UVF urged to destroy arms

The Ulster Volunteer Force (UVF) is under pressure to co-operate fully with disarmament chiefs after declaring an end to its terror campaign.

Even though Prime Minister Tony Blair and Irish Taoiseach Bertie Ahern saw the renunciation of violence as further strengthening the peace process, decommissioning chiefs, nationalist representatives and clergymen all called for a definitive destruction of the paramilitary organisation's weapons.

Confirmation that the UVF, a ruthless and deadly group responsible for hundreds of murders in Northern Ireland, is to assume a non-military, civilianised role came just days before the restoration of power sharing at Stormont.

The announcement has also led to fresh demands for the larger Ulster Defence Association, still heavily involved in crime, to go down the same route.

A statement read out by Gusty Spence, a convicted killer who founded the modern, outlawed version of the UVF in 1966, set out the organisation's new direction.

Recruitment, military training and targeting have stopped and all its so-called active service units de-activated, the leadership claimed. It added that all weapons had been put beyond reach - as opposed to beyond use - and that General John de Chastelain's Independent International Commission on Decommissioning (IICD) has been instructed accordingly.

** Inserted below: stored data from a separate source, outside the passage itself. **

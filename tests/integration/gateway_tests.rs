//! Gateway integration tests
//!
//! Routing, retry and error classification across the gateway, the Azure
//! client and the extraction service.

#[cfg(test)]
mod tests {
    use crate::common::fixtures::{
        API_VERSION, CHAT_DEPLOYMENT, REASONING_DEPLOYMENT, azure_gateway, completion_body,
        deployment_path, fast_retry,
    };
    use crate::common::providers::{Call, ScriptedProvider};
    use crate::{assert_err, assert_ok};
    use serde_json::json;
    use std::sync::Arc;
    use std::time::Duration;
    use transcript_gateway::{
        ErrorKind, ExtractionService, FileReader, Gateway, GenerationRequest, GenerationResult,
        InformationExtractor, ModelRouter, RetryConfig, RetryPolicy, ServiceError,
    };
    use wiremock::matchers::{body_partial_json, header, method, path, query_param};
    use wiremock::{Mock, MockServer, ResponseTemplate};

    fn scripted_gateway(provider: Arc<ScriptedProvider>, max_retries: u32) -> Gateway {
        Gateway::new(
            provider,
            ModelRouter::new("openai", "gpt-4o", "o1"),
            fast_retry(max_retries),
        )
    }

    // ==================== Routing Through Azure ====================

    #[tokio::test]
    async fn test_chat_mode_reaches_chat_deployment() {
        let server = MockServer::start().await;
        Mock::given(method("POST"))
            .and(path(deployment_path(CHAT_DEPLOYMENT)))
            .and(query_param("api-version", API_VERSION))
            .and(header("api-key", "test-key"))
            .and(body_partial_json(json!({"temperature": 0.3})))
            .respond_with(ResponseTemplate::new(200).set_body_json(completion_body("hello")))
            .expect(1)
            .mount(&server)
            .await;

        let gateway = azure_gateway(&server.uri(), 0);
        let request = GenerationRequest::new("sys", "user").with_temperature(0.3);

        let result = assert_ok!(gateway.generate(&request).await);
        assert_eq!(result, GenerationResult::Text("hello".to_string()));
    }

    #[tokio::test]
    async fn test_reasoning_mode_concatenates_prompts() {
        let server = MockServer::start().await;
        Mock::given(method("POST"))
            .and(path(deployment_path(REASONING_DEPLOYMENT)))
            .and(body_partial_json(json!({
                "messages": [{"role": "user", "content": [{"type": "text", "text": "Think.Why?"}]}]
            })))
            .respond_with(ResponseTemplate::new(200).set_body_json(completion_body("Because.")))
            .expect(1)
            .mount(&server)
            .await;

        let gateway = azure_gateway(&server.uri(), 0);
        let request = GenerationRequest::new("Think.", "Why?").with_mode("reasoning");

        let result = assert_ok!(gateway.generate(&request).await);
        assert_eq!(result.as_text(), Some("Because."));
    }

    // ==================== Retry ====================

    #[tokio::test]
    async fn test_transient_server_errors_are_retried() {
        let server = MockServer::start().await;
        Mock::given(method("POST"))
            .respond_with(ResponseTemplate::new(503).set_body_string("busy"))
            .up_to_n_times(2)
            .expect(2)
            .mount(&server)
            .await;
        Mock::given(method("POST"))
            .respond_with(ResponseTemplate::new(200).set_body_json(completion_body("finally")))
            .expect(1)
            .mount(&server)
            .await;

        let gateway = azure_gateway(&server.uri(), 3);
        let result = assert_ok!(gateway.generate(&GenerationRequest::new("s", "u")).await);
        assert_eq!(result.as_text(), Some("finally"));
    }

    #[tokio::test]
    async fn test_exhausted_retries_keep_provider_classification() {
        let server = MockServer::start().await;
        Mock::given(method("POST"))
            .respond_with(ResponseTemplate::new(500).set_body_json(json!({
                "error": {"message": "internal failure"}
            })))
            .expect(3)
            .mount(&server)
            .await;

        let gateway = azure_gateway(&server.uri(), 2);
        let err = assert_err!(gateway.generate(&GenerationRequest::new("s", "u")).await);

        assert_eq!(err.kind(), ErrorKind::Llm);
        assert_eq!(err.http_code(), 502);
        assert_eq!(err.detail("status"), Some(&json!(500)));
        assert_eq!(err.detail("model"), Some(&json!(CHAT_DEPLOYMENT)));
        assert!(err.message().contains("internal failure"));
    }

    #[tokio::test]
    async fn test_slow_provider_surfaces_as_timeout() {
        let server = MockServer::start().await;
        Mock::given(method("POST"))
            .respond_with(
                ResponseTemplate::new(200)
                    .set_body_json(completion_body("late"))
                    .set_delay(Duration::from_secs(3)),
            )
            .mount(&server)
            .await;

        let gateway = azure_gateway(&server.uri(), 0);
        let err = assert_err!(gateway.generate(&GenerationRequest::new("s", "u")).await);

        assert_eq!(err.kind(), ErrorKind::ProviderTimeout);
        assert!(err.is_a(ErrorKind::Llm));
        assert_eq!(err.detail("timeout_seconds"), Some(&json!(1)));
        assert_eq!(err.detail("provider"), Some(&json!("openai")));
    }

    #[tokio::test(start_paused = true)]
    async fn test_backoff_waits_between_attempts() {
        let provider = Arc::new(ScriptedProvider::new([
            Err(ServiceError::llm("openai", "first")),
            Err(ServiceError::llm("openai", "second")),
            Ok(json!("third time lucky")),
        ]));
        let gateway = Gateway::new(
            provider.clone(),
            ModelRouter::default(),
            RetryPolicy::new(RetryConfig {
                jitter: 0.0,
                ..RetryConfig::default()
            }),
        );

        let start = tokio::time::Instant::now();
        let result = assert_ok!(gateway.generate(&GenerationRequest::new("s", "u")).await);

        assert_eq!(result.as_text(), Some("third time lucky"));
        assert_eq!(provider.calls().len(), 3);
        // 2s then 4s
        assert!(start.elapsed() >= Duration::from_secs(6));
        assert!(start.elapsed() < Duration::from_secs(7));
    }

    // ==================== Classification ====================

    #[tokio::test]
    async fn test_unknown_mode_never_calls_provider() {
        let provider = Arc::new(ScriptedProvider::new([Ok(json!("unused"))]));
        let gateway = scripted_gateway(provider.clone(), 3);

        let request = GenerationRequest::new("s", "u").with_mode("poetry");
        let err = assert_err!(gateway.generate(&request).await);

        assert_eq!(err.kind(), ErrorKind::Llm);
        assert_eq!(err.detail("mode"), Some(&json!("poetry")));
        assert!(err.message().contains("Unknown mode: poetry"));
        assert!(provider.calls().is_empty());
    }

    #[tokio::test]
    async fn test_foreign_provider_is_substituted() {
        let provider = Arc::new(ScriptedProvider::new([Ok(json!("answered"))]));
        let gateway = scripted_gateway(provider.clone(), 0);

        let request = GenerationRequest::new("s", "u")
            .with_provider("anthropic")
            .with_temperature(0.7);
        let result = assert_ok!(gateway.generate(&request).await);

        assert_eq!(result.as_text(), Some("answered"));
        assert_eq!(
            provider.calls(),
            vec![Call::Chat {
                model: "gpt-4o".to_string(),
                temperature: 0.7
            }]
        );
    }

    #[tokio::test]
    async fn test_every_failure_is_a_service_error() {
        let failures = [
            ServiceError::llm("openai", "refused"),
            ServiceError::provider_timeout("openai", 60),
            ServiceError::data_processing("bad shape"),
        ];

        for mode in ["chat", "reasoning", "unknown"] {
            for failure in &failures {
                let provider = Arc::new(ScriptedProvider::new([Err(failure.clone())]));
                let gateway = scripted_gateway(provider, 0);
                let request = GenerationRequest::new("s", "u").with_mode(mode);

                let err = assert_err!(gateway.generate(&request).await);
                assert!(err.is_a(ErrorKind::Service));
                if mode != "unknown" {
                    assert_eq!(&err, failure, "mode {} changed the error", mode);
                }
            }
        }
    }

    // ==================== Extraction ====================

    #[tokio::test]
    async fn test_extraction_requests_structured_output() {
        let server = MockServer::start().await;
        Mock::given(method("POST"))
            .and(path(deployment_path(CHAT_DEPLOYMENT)))
            .and(body_partial_json(json!({
                "temperature": 0.0,
                "response_format": {
                    "type": "json_schema",
                    "json_schema": {"name": "client_questions", "strict": true}
                }
            })))
            .respond_with(ResponseTemplate::new(200).set_body_json(completion_body(
                r#"{"questions": ["発表は来週火曜日", "予算は3万円以内"]}"#,
            )))
            .expect(1)
            .mount(&server)
            .await;

        let service = ExtractionService::new(azure_gateway(&server.uri(), 0));
        let items = assert_ok!(service.extract("佐藤：来週の火曜日に発表します。").await);

        assert_eq!(items, vec!["発表は来週火曜日", "予算は3万円以内"]);
    }

    #[tokio::test]
    async fn test_undecodable_structured_output_is_retried() {
        let server = MockServer::start().await;
        Mock::given(method("POST"))
            .respond_with(ResponseTemplate::new(200).set_body_json(completion_body("not json")))
            .up_to_n_times(1)
            .expect(1)
            .mount(&server)
            .await;
        Mock::given(method("POST"))
            .respond_with(
                ResponseTemplate::new(200).set_body_json(completion_body(r#"{"questions": []}"#)),
            )
            .expect(1)
            .mount(&server)
            .await;

        let service = ExtractionService::new(azure_gateway(&server.uri(), 1));
        let items = assert_ok!(service.extract("transcript").await);
        assert!(items.is_empty());
    }

    #[tokio::test]
    async fn test_extraction_rejects_missing_field() {
        let server = MockServer::start().await;
        Mock::given(method("POST"))
            .respond_with(
                ResponseTemplate::new(200).set_body_json(completion_body(r#"{"answers": ["x"]}"#)),
            )
            .mount(&server)
            .await;

        let service = ExtractionService::new(azure_gateway(&server.uri(), 0));
        let err = assert_err!(service.extract("transcript").await);

        assert_eq!(err.kind(), ErrorKind::DataProcessing);
        assert_eq!(err.detail("field"), Some(&json!("questions")));
    }

    #[tokio::test]
    async fn test_transcript_file_through_extraction() {
        let dir = tempfile::tempdir().unwrap();
        let file = dir.path().join("meeting.txt");
        std::fs::write(&file, "佐藤：予算は3万円以内です。\n\n田中：了解しました。\n").unwrap();

        let server = MockServer::start().await;
        Mock::given(method("POST"))
            .respond_with(
                ResponseTemplate::new(200)
                    .set_body_json(completion_body(r#"{"questions": ["予算は3万円以内"]}"#)),
            )
            .expect(1)
            .mount(&server)
            .await;

        let reader = FileReader::new();
        let transcript = assert_ok!(reader.read(&file).await);
        assert_eq!(assert_ok!(reader.read_lines(&file).await).len(), 2);

        let service = ExtractionService::new(azure_gateway(&server.uri(), 0));
        let items = assert_ok!(service.extract(&transcript).await);
        assert_eq!(items, vec!["予算は3万円以内"]);

        let received = server.received_requests().await.unwrap();
        let body: serde_json::Value = serde_json::from_slice(&received[0].body).unwrap();
        let user = body["messages"][1]["content"].as_str().unwrap();
        assert!(user.ends_with(&transcript));
    }
}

With no further explanation about what had happened to its arsenal, loyalists insisted attitudes rather than the status of the guns were what mattered. But the IICD, which oversaw the destruction of the IRA's arsenal, expressed concern at the UVF's intention to deal with its arms single-handedly.

A spokesman for the body said: "Without the commission's involvement their action on arms does not meet the requirement of the decommissioning legislation and the agreement reached by the parties in the Belfast Agreement. We are prepared to meet with the UVF representative to discuss how we can work together in dealing with arms."

Those anxieties were shared by the leaders of the four main churches in Ireland, who made a joint call for the paramilitary grouping to move further and destroy all weapons. Sinn Fein's John O'Dowd welcomed the statement but added: "There is no commitment to removing UVF guns from Irish politics."

All concerns were shrugged off, however, by Billy Hutchinson, a former Assembly member with the UVF-aligned Progressive Unionist Party who served 16 years in jail for murder. "Guns have triggers and they need to be pulled," he said. "The guns have been put beyond reach. They are not a danger to anybody."